Online videos showed large crowds of students gathered around these trucks, watching their classmates openly embrace Christ. Allen wrote in an Instagram caption, “Insane night at the University of Georgia! Once again! He is moving!!!!” Allen, who called these happenings “so powerful,” explained in the video that the baptisms followed an evangelistic event at Stegeman Coliseum led by Allen and Pokluda. She said in an Instagram video, noting there were as many as 7,000 or 8,000 students assembled at the stadium, “We preached Jesus; worship’s incredible. And so, we are preaching Jesus, confessing sin; all these students, and it’s just so beautiful.”

Allen said a call from the stage asking who wanted to embrace Jesus led young people all over the venue to stand up.

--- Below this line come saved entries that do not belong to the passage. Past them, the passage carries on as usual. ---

// ABOUTME: URL helpers for anchoring relative entry links to a feed's site.

use url::{ParseError, Url};

use crate::error::FeedError;

/// Resolves `reference` against `base`.
///
/// An already absolute reference is returned verbatim (no normalization).
pub fn absolute_url(base: &str, reference: &str) -> Result<String, FeedError> {
    match Url::parse(reference) {
        Ok(_) => Ok(reference.to_string()),
        Err(ParseError::RelativeUrlWithoutBase) => {
            let base_url = Url::parse(base).map_err(|err| FeedError::invalid_url(base, err))?;
            let joined = base_url
                .join(reference)
                .map_err(|err| FeedError::invalid_url(reference, err))?;
            Ok(joined.to_string())
        }
        Err(err) => Err(FeedError::invalid_url(reference, err)),
    }
}
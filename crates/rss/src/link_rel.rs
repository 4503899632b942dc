// ABOUTME: Link relation filter used when picking an item URL from Atom links.
// ABOUTME: Accepts content-link relations and extension relation URIs.

const CONTENT_RELATIONS: &[&str] = &["", "alternate", "enclosure", "related", "self", "via"];

/// Returns true when `rel` identifies a link to the item itself rather than
/// a stylesheet, hub, payment or similar link.
///
/// Relations starting with `http` are extension URIs and are accepted too.
pub fn is_valid_link_relation(rel: &str) -> bool {
    CONTENT_RELATIONS.contains(&rel) || rel.starts_with("http")
}

#[cfg(test)]
mod tests {
    use super::*;

    #[test]
    fn accepts_content_relations() {
        for rel in ["", "alternate", "enclosure", "related", "self", "via"] {
            assert!(is_valid_link_relation(rel), "{:?} should be valid", rel);
        }
    }

    #[test]
    fn accepts_extension_uris() {
        assert!(is_valid_link_relation("http://example.org/rel/x"));
        assert!(is_valid_link_relation("https://example.org/rel/y"));
    }

    #[test]
    fn rejects_other_relations() {
        for rel in ["stylesheet", "hub", "payment", "Alternate", " self"] {
            assert!(!is_valid_link_relation(rel), "{:?} should be invalid", rel);
        }
    }
}
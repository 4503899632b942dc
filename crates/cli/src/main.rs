// ABOUTME: CLI for normalizing decoded RSS documents with feedcanon-rss.
// ABOUTME: Reads JSON raw documents from files or stdin and prints canonical feeds as JSON.

use std::fs;
use std::io::{self, Read};
use std::path::PathBuf;

use anyhow::{anyhow, Context, Result};
use clap::Parser;
use feedcanon_rss::{Normalizer, RawFeed};
use serde_json::json;
use tracing_subscriber::EnvFilter;

/// Normalize one or more decoded RSS documents and output JSON.
#[derive(Parser, Debug)]
#[command(name = "feedcanon")]
#[command(about = "Normalize decoded RSS documents and print canonical JSON", long_about = None)]
struct Args {
    /// JSON files holding a raw decoded document. Use "-" to read one from stdin.
    #[arg(required = true)]
    targets: Vec<String>,

    /// Output compact JSON instead of pretty.
    #[arg(long, default_value_t = false)]
    compact: bool,
}

fn main() -> Result<()> {
    tracing_subscriber::fmt()
        .with_env_filter(
            EnvFilter::try_from_default_env().unwrap_or_else(|_| EnvFilter::new("warn")),
        )
        .with_writer(io::stderr)
        .init();

    let args = Args::parse();
    let normalizer = Normalizer::new();

    let mut results = Vec::new();

    for target in &args.targets {
        match load_raw_feed(target) {
            Ok(raw) => {
                let feed = normalizer.transform_feed(&raw);
                tracing::debug!(target = %target, entries = feed.entries.len(), "normalized feed");
                results.push(json!({
                    "source": target,
                    "ok": true,
                    "feed": feed,
                    "error": null
                }));
            }
            Err(err) => {
                tracing::warn!(target = %target, error = %err, "could not load raw document");
                results.push(json!({
                    "source": target,
                    "ok": false,
                    "feed": null,
                    "error": format!("{err:#}")
                }));
            }
        }
    }

    // Single successful target => bare feed object, otherwise an envelope.
    let single_ok = args.targets.len() == 1
        && results.first().and_then(|r| r.get("ok")).and_then(|v| v.as_bool()) == Some(true);

    let output = if single_ok {
        results
            .first()
            .and_then(|r| r.get("feed"))
            .cloned()
            .unwrap_or_else(|| json!({}))
    } else {
        let normalized = results
            .iter()
            .filter(|r| r.get("ok").and_then(|v| v.as_bool()) == Some(true))
            .count();
        let failed = results.len() - normalized;
        json!({
            "feeds": results,
            "total_feeds": results.len(),
            "normalized": normalized,
            "failed": failed
        })
    };

    if args.compact {
        println!("{}", serde_json::to_string(&output)?);
    } else {
        println!("{}", serde_json::to_string_pretty(&output)?);
    }

    Ok(())
}

fn load_raw_feed(target: &str) -> Result<RawFeed> {
    let bytes = load_bytes(target)?;
    serde_json::from_slice(&bytes).with_context(|| format!("invalid raw document in {target}"))
}

fn load_bytes(target: &str) -> Result<Vec<u8>> {
    if target == "-" {
        let mut buf = Vec::new();
        io::stdin().read_to_end(&mut buf)?;
        return Ok(buf);
    }

    let path = PathBuf::from(target);
    if !path.exists() {
        return Err(anyhow!("file not found: {}", target));
    }
    Ok(fs::read(path)?)
}
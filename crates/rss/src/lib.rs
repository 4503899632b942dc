// ABOUTME: RSS normalization library for feedcanon.
// ABOUTME: Turns decoded RSS documents into canonical, deduplicated feeds and entries.

pub mod collaborators;
pub mod diagnostics;
pub mod enclosures;
pub mod error;
pub mod fallback;
pub mod feed;
pub mod html_utils;
pub mod item;
pub mod link_rel;
pub mod media;
pub mod models;
pub mod normalizer;
pub mod raw;
pub mod time_parse;
pub mod url_utils;

pub use collaborators::{
    Clock, ContentHasher, DateParser, FlexibleDateParser, HtmlTagStripper, JoinUrlResolver,
    MarkupStripper, Sha256Hasher, SystemClock, UrlResolver,
};
pub use diagnostics::{Diagnostic, DiagnosticLog, MemoryLog, TracingLog};
pub use enclosures::aggregate_enclosures;
pub use error::FeedError;
pub use fallback::first_non_empty;
pub use html_utils::strip_tags;
pub use link_rel::is_valid_link_relation;
pub use media::{MediaContent, MediaExtensions, MediaGroup, MediaPeerLink, MediaThumbnail};
pub use models::{Enclosure, Entry, Feed};
pub use normalizer::{normalize, Normalizer, NormalizerBuilder};
pub use raw::{
    RawAuthor, RawCommentLink, RawEnclosure, RawFeed, RawItem, RawLink, ATOM_NAMESPACE,
    CONTENT_NAMESPACE, DUBLIN_CORE_NAMESPACE, FEEDBURNER_NAMESPACE, ITUNES_NAMESPACE,
};
pub use time_parse::parse_flexible_time;
pub use url_utils::absolute_url;
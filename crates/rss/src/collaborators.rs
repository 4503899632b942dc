// ABOUTME: Seams for the pure functions the normalizer delegates to.
// ABOUTME: Date parsing, content hashing, tag stripping, URL resolution and the clock, with defaults.

use chrono::{DateTime, Utc};
use sha2::{Digest, Sha256};

use crate::error::FeedError;
use crate::html_utils::strip_tags;
use crate::time_parse::parse_flexible_time;
use crate::url_utils::absolute_url;

/// Turns a feed date string into a timestamp.
pub trait DateParser: Send + Sync {
    fn parse(&self, value: &str) -> Result<DateTime<Utc>, FeedError>;
}

impl<F> DateParser for F
where
    F: Fn(&str) -> Result<DateTime<Utc>, FeedError> + Send + Sync,
{
    fn parse(&self, value: &str) -> Result<DateTime<Utc>, FeedError> {
        self(value)
    }
}

/// Deterministic digest used as an entry's identity.
pub trait ContentHasher: Send + Sync {
    fn hash(&self, value: &str) -> String;
}

impl<F> ContentHasher for F
where
    F: Fn(&str) -> String + Send + Sync,
{
    fn hash(&self, value: &str) -> String {
        self(value)
    }
}

/// Removes markup from a string.
pub trait MarkupStripper: Send + Sync {
    fn strip_tags(&self, value: &str) -> String;
}

/// Anchors a possibly relative reference to a base URL.
pub trait UrlResolver: Send + Sync {
    fn absolute(&self, base: &str, reference: &str) -> Result<String, FeedError>;
}

impl<F> UrlResolver for F
where
    F: Fn(&str, &str) -> Result<String, FeedError> + Send + Sync,
{
    fn absolute(&self, base: &str, reference: &str) -> Result<String, FeedError> {
        self(base, reference)
    }
}

/// Source of "now" for entries without a usable date.
pub trait Clock: Send + Sync {
    fn now(&self) -> DateTime<Utc>;
}

impl<F> Clock for F
where
    F: Fn() -> DateTime<Utc> + Send + Sync,
{
    fn now(&self) -> DateTime<Utc> {
        self()
    }
}

/// [`parse_flexible_time`] as a collaborator.
#[derive(Debug, Clone, Copy, Default)]
pub struct FlexibleDateParser;

impl DateParser for FlexibleDateParser {
    fn parse(&self, value: &str) -> Result<DateTime<Utc>, FeedError> {
        parse_flexible_time(value)
    }
}

/// Lowercase hex SHA-256.
#[derive(Debug, Clone, Copy, Default)]
pub struct Sha256Hasher;

impl ContentHasher for Sha256Hasher {
    fn hash(&self, value: &str) -> String {
        format!("{:x}", Sha256::digest(value.as_bytes()))
    }
}

/// [`strip_tags`] as a collaborator.
#[derive(Debug, Clone, Copy, Default)]
pub struct HtmlTagStripper;

impl MarkupStripper for HtmlTagStripper {
    fn strip_tags(&self, value: &str) -> String {
        strip_tags(value)
    }
}

/// [`absolute_url`] as a collaborator.
#[derive(Debug, Clone, Copy, Default)]
pub struct JoinUrlResolver;

impl UrlResolver for JoinUrlResolver {
    fn absolute(&self, base: &str, reference: &str) -> Result<String, FeedError> {
        absolute_url(base, reference)
    }
}

/// Wall-clock time.
#[derive(Debug, Clone, Copy, Default)]
pub struct SystemClock;

impl Clock for SystemClock {
    fn now(&self) -> DateTime<Utc> {
        Utc::now()
    }
}

#[cfg(test)]
mod tests {
    use super::*;
    use chrono::TimeZone;

    #[test]
    fn sha256_hex_digest() {
        assert_eq!(
            Sha256Hasher.hash("abc"),
            "ba7816bf8f01cfea414140de5dae2223b00361a396177a9cb410ff61f20015ad"
        );
    }

    #[test]
    fn closures_act_as_collaborators() {
        let fixed = Utc.with_ymd_and_hms(2020, 1, 1, 0, 0, 0).unwrap();
        let clock = move || fixed;
        assert_eq!(Clock::now(&clock), fixed);

        let parser = |value: &str| -> Result<DateTime<Utc>, FeedError> {
            Err(FeedError::invalid_date(value, "never"))
        };
        assert!(DateParser::parse(&parser, "2020-01-01").is_err());
    }
}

Then, the baptisms unfolded in a parking lot in front of the fraternity. Allen said, “We found a public parking lot, and we got four pickup trucks. And we were baptizing kids in four pickup trucks. All these fraternity guys were watching from their decks. It’s just insane.” Allen is the founder of IF: Gathering, a women’s ministry and a New York Times bestselling author. Pokluda is the lead pastor of Harris Creek Baptist church in Waco, Texas, and a best-selling author.

In the last six months, Allen has led a series of campus evangelistic events in the South. It all started when she helped hundreds of young people get spontaneously baptized at Auburn University in Alabama last September — something she recently spoke about with CBN News. “It was [a] pretty incredible night, and we didn’t plan it,” she said of the September event, noting she had a “sense of the Spirit…moving” after speaking. “I get off the stage, and [a pastor] walked up to me and said … ‘This girl just texted me and said, ‘I want to be baptized tonight.’” Allen said she asked where they could go nearby to find a place to offer that baptism. At first, they considered a pool, but they wanted to “think bigger.”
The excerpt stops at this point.